Exercise objective:
Begin at the first line below and copy each line exactly, ending with the line where "overflows the output" appears.

Dataset entries
⁂
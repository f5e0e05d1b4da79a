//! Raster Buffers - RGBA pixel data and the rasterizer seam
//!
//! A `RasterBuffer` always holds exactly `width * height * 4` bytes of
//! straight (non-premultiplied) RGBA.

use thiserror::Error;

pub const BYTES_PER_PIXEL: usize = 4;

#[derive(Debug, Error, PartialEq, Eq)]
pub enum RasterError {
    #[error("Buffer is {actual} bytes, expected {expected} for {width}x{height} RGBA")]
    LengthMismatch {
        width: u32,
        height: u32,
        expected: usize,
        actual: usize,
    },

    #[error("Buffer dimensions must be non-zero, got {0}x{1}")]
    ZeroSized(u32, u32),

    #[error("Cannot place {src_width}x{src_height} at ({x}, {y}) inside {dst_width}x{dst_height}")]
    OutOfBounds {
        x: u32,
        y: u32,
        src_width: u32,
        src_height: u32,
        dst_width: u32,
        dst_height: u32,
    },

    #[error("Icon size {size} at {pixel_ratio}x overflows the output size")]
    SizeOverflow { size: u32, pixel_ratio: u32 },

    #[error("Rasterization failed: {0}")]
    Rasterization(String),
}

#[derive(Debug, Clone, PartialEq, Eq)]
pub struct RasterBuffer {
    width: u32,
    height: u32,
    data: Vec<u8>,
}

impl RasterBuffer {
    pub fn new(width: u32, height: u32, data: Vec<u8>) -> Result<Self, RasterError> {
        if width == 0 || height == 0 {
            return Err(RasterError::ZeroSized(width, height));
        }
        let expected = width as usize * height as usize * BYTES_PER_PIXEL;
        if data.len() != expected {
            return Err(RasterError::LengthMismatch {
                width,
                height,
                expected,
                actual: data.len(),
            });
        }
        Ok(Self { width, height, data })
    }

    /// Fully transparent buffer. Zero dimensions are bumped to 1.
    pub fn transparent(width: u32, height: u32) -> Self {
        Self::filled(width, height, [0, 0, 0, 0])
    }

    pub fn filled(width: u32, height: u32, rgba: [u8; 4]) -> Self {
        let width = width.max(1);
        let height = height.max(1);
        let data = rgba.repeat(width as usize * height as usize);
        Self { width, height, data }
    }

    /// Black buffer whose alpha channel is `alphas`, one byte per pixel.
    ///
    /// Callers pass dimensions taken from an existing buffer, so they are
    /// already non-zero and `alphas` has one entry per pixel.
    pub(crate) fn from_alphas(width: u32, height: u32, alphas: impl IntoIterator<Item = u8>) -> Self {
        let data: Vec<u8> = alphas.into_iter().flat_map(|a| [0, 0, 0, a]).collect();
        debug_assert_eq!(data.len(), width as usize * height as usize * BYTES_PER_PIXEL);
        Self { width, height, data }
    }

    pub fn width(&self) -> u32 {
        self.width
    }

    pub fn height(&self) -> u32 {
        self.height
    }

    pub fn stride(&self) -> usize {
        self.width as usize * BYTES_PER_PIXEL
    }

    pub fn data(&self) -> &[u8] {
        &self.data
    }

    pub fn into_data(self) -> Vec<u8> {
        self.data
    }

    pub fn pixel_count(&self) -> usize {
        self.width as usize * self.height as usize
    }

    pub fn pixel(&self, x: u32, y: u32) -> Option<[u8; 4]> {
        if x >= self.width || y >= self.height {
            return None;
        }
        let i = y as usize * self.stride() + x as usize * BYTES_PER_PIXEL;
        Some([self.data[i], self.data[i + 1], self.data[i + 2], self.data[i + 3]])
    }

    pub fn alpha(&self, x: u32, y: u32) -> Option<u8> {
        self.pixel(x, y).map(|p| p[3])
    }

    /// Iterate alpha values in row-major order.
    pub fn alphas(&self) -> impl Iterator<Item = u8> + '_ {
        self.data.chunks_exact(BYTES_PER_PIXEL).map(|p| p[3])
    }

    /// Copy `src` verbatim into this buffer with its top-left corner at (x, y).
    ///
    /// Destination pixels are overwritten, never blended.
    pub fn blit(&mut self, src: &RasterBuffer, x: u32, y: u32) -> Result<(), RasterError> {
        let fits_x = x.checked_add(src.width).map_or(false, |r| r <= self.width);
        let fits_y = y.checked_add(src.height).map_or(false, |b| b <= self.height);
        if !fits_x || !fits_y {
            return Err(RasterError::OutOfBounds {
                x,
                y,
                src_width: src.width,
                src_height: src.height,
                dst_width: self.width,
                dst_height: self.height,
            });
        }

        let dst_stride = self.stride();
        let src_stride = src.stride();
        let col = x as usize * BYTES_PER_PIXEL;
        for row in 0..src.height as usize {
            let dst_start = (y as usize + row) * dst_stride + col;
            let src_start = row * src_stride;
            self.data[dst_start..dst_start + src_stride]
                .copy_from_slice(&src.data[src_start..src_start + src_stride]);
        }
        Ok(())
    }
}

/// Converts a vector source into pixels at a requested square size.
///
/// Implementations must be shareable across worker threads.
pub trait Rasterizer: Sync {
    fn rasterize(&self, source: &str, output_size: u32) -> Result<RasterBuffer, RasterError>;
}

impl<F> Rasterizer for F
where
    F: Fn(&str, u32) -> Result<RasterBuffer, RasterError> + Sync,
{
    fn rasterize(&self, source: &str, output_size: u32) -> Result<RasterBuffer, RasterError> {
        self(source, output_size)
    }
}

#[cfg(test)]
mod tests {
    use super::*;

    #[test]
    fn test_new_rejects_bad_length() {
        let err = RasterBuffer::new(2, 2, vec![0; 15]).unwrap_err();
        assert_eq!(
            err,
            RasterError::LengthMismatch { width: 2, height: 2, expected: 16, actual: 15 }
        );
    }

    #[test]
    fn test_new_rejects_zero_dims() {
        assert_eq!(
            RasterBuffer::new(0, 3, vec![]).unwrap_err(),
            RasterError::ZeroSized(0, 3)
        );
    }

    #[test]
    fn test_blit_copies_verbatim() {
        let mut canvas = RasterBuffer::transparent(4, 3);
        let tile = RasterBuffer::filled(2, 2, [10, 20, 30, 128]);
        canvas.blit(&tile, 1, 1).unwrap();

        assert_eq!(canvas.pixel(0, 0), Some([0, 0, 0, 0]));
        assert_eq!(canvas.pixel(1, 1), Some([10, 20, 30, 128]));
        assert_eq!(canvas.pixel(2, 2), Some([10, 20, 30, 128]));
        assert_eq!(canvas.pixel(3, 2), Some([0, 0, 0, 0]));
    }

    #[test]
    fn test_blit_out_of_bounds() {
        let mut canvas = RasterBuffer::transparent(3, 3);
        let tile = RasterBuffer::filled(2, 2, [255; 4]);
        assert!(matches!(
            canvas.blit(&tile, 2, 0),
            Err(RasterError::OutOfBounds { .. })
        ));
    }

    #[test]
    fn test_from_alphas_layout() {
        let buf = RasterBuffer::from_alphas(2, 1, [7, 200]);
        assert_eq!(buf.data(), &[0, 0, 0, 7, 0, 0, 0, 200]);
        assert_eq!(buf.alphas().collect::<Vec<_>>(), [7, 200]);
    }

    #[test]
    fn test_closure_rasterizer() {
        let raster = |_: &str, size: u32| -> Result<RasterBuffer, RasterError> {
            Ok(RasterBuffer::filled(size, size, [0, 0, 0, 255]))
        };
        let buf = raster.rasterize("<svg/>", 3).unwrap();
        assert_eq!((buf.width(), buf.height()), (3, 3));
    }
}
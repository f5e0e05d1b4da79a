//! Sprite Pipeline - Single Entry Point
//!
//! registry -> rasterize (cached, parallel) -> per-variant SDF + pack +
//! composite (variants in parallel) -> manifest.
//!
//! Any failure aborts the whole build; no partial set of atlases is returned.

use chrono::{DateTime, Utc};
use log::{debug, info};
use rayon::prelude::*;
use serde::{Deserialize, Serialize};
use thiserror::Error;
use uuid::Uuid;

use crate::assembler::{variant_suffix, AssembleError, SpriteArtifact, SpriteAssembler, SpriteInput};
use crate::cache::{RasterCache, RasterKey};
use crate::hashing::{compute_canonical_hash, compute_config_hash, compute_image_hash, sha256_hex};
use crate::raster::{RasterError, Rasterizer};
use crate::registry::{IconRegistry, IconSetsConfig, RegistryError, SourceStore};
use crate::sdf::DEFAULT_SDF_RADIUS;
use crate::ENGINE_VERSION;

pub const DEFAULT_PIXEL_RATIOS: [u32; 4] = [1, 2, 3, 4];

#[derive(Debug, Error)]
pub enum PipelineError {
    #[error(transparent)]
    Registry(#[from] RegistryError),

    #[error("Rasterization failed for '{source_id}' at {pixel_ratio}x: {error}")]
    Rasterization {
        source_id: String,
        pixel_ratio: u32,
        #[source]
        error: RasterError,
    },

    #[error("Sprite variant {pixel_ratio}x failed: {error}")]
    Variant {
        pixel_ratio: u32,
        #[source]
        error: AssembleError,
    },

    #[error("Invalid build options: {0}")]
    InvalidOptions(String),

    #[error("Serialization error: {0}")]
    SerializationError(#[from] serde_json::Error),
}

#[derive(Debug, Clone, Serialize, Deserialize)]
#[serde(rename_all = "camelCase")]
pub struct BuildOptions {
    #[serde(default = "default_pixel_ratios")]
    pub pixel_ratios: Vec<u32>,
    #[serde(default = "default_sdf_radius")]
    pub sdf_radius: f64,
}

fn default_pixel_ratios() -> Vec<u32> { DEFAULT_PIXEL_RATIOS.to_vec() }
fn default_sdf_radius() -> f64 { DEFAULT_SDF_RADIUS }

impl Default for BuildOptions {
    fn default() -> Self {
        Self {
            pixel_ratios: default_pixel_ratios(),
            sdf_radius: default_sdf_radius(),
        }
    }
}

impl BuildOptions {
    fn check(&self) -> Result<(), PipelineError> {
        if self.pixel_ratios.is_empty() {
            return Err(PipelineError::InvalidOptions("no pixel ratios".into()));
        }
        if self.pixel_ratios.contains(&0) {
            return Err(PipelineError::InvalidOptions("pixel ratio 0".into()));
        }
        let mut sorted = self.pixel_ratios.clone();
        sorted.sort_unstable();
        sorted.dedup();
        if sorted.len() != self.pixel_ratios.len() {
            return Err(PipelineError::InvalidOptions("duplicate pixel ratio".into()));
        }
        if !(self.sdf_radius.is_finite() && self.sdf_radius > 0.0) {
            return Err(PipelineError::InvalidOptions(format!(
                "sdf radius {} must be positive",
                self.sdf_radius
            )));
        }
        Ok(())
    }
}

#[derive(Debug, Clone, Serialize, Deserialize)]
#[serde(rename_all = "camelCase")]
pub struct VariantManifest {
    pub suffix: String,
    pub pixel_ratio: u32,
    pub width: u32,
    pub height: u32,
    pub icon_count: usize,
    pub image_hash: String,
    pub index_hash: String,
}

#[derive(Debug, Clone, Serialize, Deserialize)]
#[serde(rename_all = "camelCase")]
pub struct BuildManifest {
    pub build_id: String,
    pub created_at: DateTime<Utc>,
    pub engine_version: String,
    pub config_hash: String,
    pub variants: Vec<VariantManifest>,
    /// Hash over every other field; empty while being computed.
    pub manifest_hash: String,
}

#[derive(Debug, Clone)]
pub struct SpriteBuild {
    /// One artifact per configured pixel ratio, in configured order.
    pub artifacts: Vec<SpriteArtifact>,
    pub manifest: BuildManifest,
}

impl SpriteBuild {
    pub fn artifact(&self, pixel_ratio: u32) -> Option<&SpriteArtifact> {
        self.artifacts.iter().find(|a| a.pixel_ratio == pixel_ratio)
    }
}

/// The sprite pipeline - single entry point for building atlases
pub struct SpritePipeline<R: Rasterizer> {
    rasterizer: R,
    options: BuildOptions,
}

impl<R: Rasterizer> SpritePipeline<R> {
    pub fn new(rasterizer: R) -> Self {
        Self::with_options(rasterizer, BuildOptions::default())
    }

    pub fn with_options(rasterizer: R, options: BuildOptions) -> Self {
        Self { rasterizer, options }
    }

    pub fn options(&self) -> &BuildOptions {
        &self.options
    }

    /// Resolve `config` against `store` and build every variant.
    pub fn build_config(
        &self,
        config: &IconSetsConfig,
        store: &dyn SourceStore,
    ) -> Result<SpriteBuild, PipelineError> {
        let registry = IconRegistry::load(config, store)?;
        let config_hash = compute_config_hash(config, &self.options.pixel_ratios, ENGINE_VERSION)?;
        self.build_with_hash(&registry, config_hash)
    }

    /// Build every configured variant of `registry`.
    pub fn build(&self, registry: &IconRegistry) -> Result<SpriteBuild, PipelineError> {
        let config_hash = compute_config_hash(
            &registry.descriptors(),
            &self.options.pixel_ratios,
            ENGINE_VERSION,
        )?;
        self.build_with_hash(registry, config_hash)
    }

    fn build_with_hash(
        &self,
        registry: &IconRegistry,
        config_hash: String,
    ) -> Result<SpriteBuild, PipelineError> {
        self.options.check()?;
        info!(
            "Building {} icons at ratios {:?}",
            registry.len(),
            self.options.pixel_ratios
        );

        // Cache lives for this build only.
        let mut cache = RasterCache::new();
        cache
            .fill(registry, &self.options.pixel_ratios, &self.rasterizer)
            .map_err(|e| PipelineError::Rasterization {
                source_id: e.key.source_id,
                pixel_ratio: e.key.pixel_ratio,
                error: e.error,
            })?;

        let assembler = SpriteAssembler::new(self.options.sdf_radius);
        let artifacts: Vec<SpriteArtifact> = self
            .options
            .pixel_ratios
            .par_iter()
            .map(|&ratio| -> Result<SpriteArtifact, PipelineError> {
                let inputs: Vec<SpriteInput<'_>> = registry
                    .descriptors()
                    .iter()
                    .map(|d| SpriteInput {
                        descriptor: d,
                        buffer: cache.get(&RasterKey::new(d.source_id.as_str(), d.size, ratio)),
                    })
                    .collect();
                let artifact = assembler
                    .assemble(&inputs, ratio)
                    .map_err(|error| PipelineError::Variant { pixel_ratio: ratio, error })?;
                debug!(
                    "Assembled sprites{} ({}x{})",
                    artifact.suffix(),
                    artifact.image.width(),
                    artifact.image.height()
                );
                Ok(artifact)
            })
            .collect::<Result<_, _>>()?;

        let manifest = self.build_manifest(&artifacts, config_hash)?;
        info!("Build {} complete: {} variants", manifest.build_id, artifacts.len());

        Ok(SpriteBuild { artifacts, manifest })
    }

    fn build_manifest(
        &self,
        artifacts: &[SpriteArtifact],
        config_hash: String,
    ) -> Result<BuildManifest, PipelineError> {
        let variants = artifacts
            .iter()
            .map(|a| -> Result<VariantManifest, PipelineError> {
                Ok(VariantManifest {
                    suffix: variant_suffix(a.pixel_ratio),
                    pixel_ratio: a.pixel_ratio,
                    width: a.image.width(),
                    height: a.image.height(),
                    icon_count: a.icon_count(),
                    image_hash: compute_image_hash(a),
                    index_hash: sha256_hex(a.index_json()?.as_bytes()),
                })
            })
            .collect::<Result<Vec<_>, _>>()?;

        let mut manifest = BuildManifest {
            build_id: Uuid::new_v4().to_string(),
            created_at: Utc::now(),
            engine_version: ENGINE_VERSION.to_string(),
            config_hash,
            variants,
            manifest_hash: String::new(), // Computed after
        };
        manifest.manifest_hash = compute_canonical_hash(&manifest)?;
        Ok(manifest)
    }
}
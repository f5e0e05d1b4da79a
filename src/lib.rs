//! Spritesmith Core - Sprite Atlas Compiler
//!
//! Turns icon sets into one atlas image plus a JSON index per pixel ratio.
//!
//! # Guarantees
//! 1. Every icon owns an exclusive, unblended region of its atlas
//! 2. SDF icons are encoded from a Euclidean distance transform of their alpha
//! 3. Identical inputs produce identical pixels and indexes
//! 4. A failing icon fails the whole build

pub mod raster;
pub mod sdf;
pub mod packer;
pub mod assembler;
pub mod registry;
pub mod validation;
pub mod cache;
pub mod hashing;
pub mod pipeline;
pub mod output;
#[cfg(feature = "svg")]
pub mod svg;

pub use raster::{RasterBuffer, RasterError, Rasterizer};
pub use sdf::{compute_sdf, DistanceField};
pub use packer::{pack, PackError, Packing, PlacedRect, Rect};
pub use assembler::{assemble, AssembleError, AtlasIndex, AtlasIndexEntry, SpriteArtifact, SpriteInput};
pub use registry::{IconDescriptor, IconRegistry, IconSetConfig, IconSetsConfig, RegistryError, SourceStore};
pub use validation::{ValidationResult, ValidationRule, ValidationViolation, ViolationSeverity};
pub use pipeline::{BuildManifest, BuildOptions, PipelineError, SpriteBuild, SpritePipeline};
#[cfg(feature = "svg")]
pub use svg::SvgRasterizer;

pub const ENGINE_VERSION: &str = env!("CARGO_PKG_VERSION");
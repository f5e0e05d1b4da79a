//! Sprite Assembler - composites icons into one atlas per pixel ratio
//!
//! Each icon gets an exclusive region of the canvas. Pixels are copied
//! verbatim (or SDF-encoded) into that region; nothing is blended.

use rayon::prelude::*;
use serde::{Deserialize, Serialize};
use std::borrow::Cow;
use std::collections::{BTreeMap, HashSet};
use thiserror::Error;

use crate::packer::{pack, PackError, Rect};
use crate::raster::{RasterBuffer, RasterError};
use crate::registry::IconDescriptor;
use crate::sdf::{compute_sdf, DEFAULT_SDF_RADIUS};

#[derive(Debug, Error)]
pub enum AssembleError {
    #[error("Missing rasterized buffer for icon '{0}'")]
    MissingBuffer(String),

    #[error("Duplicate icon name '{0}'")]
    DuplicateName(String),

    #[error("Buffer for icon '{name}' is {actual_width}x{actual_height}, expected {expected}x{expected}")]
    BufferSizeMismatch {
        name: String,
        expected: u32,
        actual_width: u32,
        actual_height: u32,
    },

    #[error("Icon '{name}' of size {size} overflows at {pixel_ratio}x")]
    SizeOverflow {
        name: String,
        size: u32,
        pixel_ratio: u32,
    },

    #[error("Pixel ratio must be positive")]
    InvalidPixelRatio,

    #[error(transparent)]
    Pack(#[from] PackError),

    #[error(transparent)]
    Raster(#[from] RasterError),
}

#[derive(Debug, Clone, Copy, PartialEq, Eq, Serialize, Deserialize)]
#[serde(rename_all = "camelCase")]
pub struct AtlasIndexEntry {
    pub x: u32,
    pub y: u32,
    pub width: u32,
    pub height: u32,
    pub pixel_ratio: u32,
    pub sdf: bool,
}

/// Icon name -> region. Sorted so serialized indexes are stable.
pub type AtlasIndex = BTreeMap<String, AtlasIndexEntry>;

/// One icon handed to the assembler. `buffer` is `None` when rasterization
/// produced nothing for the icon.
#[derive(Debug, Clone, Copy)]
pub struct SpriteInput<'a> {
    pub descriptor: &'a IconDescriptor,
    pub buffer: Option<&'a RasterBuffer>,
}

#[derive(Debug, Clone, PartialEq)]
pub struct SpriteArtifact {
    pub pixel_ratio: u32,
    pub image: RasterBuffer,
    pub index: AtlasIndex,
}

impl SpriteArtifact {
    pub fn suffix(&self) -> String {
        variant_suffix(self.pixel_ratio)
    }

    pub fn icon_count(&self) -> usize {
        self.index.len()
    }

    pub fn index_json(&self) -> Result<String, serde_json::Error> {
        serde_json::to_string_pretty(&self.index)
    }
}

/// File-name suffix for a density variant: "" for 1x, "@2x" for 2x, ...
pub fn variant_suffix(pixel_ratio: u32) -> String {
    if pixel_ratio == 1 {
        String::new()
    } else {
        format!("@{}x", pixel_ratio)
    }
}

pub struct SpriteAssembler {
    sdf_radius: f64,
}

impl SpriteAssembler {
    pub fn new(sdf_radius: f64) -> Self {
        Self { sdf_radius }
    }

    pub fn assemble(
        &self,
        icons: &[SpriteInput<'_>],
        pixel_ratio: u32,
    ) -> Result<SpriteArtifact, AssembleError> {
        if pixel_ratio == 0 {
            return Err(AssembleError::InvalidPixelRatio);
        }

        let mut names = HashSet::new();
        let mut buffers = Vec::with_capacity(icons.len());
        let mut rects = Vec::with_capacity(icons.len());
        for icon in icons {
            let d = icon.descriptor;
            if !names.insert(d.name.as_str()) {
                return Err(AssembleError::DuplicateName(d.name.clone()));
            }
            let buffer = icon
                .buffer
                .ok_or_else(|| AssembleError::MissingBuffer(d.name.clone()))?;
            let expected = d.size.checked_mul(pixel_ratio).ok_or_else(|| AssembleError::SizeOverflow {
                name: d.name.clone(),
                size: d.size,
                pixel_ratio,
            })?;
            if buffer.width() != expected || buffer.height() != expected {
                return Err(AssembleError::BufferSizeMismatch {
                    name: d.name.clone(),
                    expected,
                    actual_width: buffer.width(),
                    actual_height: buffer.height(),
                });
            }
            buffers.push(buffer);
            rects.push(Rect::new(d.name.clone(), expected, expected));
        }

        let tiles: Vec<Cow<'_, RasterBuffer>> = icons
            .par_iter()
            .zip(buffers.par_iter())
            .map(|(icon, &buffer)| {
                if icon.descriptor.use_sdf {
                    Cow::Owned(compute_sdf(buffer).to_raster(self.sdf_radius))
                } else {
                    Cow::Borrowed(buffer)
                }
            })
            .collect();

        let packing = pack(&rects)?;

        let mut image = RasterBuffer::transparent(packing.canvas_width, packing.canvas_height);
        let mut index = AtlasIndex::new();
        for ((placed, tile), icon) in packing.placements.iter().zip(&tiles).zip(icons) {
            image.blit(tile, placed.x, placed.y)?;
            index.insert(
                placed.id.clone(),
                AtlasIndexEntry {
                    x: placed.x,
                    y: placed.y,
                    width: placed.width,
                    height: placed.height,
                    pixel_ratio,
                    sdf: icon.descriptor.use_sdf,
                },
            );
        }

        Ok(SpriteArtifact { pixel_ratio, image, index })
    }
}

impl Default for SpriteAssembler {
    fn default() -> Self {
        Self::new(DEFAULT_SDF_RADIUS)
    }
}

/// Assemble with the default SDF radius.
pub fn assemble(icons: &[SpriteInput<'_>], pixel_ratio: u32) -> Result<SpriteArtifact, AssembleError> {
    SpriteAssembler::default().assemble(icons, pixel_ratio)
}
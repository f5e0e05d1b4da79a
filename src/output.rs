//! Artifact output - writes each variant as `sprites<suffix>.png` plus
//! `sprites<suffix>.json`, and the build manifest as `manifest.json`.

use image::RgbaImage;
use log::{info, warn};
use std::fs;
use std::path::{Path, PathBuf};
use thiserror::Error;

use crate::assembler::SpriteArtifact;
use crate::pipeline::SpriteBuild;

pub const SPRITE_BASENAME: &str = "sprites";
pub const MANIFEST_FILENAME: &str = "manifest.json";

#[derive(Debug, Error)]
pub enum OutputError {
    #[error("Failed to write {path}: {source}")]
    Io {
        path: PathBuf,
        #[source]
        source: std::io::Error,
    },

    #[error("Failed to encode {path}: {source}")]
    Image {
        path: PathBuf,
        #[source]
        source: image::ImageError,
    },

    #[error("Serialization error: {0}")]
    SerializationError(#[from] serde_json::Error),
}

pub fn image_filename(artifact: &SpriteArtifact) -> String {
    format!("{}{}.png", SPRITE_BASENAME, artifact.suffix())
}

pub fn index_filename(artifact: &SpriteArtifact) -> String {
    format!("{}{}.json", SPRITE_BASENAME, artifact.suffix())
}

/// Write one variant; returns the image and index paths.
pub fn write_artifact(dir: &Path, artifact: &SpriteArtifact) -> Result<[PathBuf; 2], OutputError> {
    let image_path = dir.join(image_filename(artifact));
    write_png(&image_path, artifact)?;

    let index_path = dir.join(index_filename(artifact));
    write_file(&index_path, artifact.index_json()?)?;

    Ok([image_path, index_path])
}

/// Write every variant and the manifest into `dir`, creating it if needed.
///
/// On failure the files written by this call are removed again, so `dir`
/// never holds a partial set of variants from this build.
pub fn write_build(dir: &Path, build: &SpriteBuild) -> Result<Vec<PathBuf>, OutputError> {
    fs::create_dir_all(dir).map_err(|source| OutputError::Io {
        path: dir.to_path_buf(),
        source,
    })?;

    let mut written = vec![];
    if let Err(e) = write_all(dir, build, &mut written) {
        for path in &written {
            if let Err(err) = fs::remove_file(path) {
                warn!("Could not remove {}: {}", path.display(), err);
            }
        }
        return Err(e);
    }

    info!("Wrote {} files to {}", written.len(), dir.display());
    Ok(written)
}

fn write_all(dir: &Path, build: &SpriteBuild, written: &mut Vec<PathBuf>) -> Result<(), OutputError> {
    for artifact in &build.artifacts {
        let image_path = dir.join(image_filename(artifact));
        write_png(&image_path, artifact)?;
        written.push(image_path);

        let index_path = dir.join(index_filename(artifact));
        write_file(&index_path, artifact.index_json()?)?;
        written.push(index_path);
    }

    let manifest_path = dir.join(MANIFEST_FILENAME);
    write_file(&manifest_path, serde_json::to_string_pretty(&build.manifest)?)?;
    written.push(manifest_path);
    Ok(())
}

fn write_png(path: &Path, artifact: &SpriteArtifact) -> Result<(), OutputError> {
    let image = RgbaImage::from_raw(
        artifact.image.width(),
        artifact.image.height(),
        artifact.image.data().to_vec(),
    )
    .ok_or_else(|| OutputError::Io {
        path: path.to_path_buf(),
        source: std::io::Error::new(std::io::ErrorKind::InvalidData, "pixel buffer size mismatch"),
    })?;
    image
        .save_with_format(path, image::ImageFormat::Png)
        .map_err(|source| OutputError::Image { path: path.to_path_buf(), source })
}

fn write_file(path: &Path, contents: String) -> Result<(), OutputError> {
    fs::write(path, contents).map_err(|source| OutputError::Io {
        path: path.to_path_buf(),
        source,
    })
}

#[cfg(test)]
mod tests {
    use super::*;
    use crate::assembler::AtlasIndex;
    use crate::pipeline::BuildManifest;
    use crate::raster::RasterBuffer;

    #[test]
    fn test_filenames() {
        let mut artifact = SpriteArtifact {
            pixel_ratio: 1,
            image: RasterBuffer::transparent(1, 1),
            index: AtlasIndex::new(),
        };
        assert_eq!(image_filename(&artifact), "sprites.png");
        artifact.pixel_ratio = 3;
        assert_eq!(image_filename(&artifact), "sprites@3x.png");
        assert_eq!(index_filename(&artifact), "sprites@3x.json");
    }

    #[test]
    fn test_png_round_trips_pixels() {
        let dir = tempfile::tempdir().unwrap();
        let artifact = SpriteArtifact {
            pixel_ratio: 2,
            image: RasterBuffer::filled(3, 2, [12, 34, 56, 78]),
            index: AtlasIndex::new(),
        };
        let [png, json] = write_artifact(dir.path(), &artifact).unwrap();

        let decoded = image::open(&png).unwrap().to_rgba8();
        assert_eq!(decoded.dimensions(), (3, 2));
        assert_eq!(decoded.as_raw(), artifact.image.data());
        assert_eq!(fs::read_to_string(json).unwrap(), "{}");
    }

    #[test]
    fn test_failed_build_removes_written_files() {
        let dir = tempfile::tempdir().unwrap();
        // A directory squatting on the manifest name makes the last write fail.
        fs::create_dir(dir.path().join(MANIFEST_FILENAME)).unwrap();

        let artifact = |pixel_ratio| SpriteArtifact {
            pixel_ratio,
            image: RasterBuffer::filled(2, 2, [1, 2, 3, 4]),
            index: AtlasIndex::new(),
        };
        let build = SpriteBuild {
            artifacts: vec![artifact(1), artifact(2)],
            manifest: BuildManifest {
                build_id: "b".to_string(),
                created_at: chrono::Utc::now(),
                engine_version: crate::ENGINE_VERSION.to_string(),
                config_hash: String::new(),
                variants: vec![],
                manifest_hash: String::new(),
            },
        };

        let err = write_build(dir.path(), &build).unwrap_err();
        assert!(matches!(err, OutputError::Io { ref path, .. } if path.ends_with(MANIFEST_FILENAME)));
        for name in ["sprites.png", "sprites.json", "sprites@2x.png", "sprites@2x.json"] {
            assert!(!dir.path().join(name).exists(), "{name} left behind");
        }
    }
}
⁂
Written solution:
repository f5e0e05d1b4da79a
//! Raster Buffers - RGBA pixel data and the rasterizer seam
//!
//! A `RasterBuffer` always holds exactly `width * height * 4` bytes of
//! straight (non-premultiplied) RGBA.

use thiserror::Error;

pub const BYTES_PER_PIXEL: usize = 4;

#[derive(Debug, Error, PartialEq, Eq)]
pub enum RasterError {
    #[error("Buffer is {actual} bytes, expected {expected} for {width}x{height} RGBA")]
    LengthMismatch {
        width: u32,
        height: u32,
        expected: usize,
        actual: usize,
    },

    #[error("Buffer dimensions must be non-zero, got {0}x{1}")]
    ZeroSized(u32, u32),

    #[error("Cannot place {src_width}x{src_height} at ({x}, {y}) inside {dst_width}x{dst_height}")]
    OutOfBounds {
        x: u32,
        y: u32,
        src_width: u32,
        src_height: u32,
        dst_width: u32,
        dst_height: u32,
    },

    #[error("Icon size {size} at {pixel_ratio}x overflows the output size")]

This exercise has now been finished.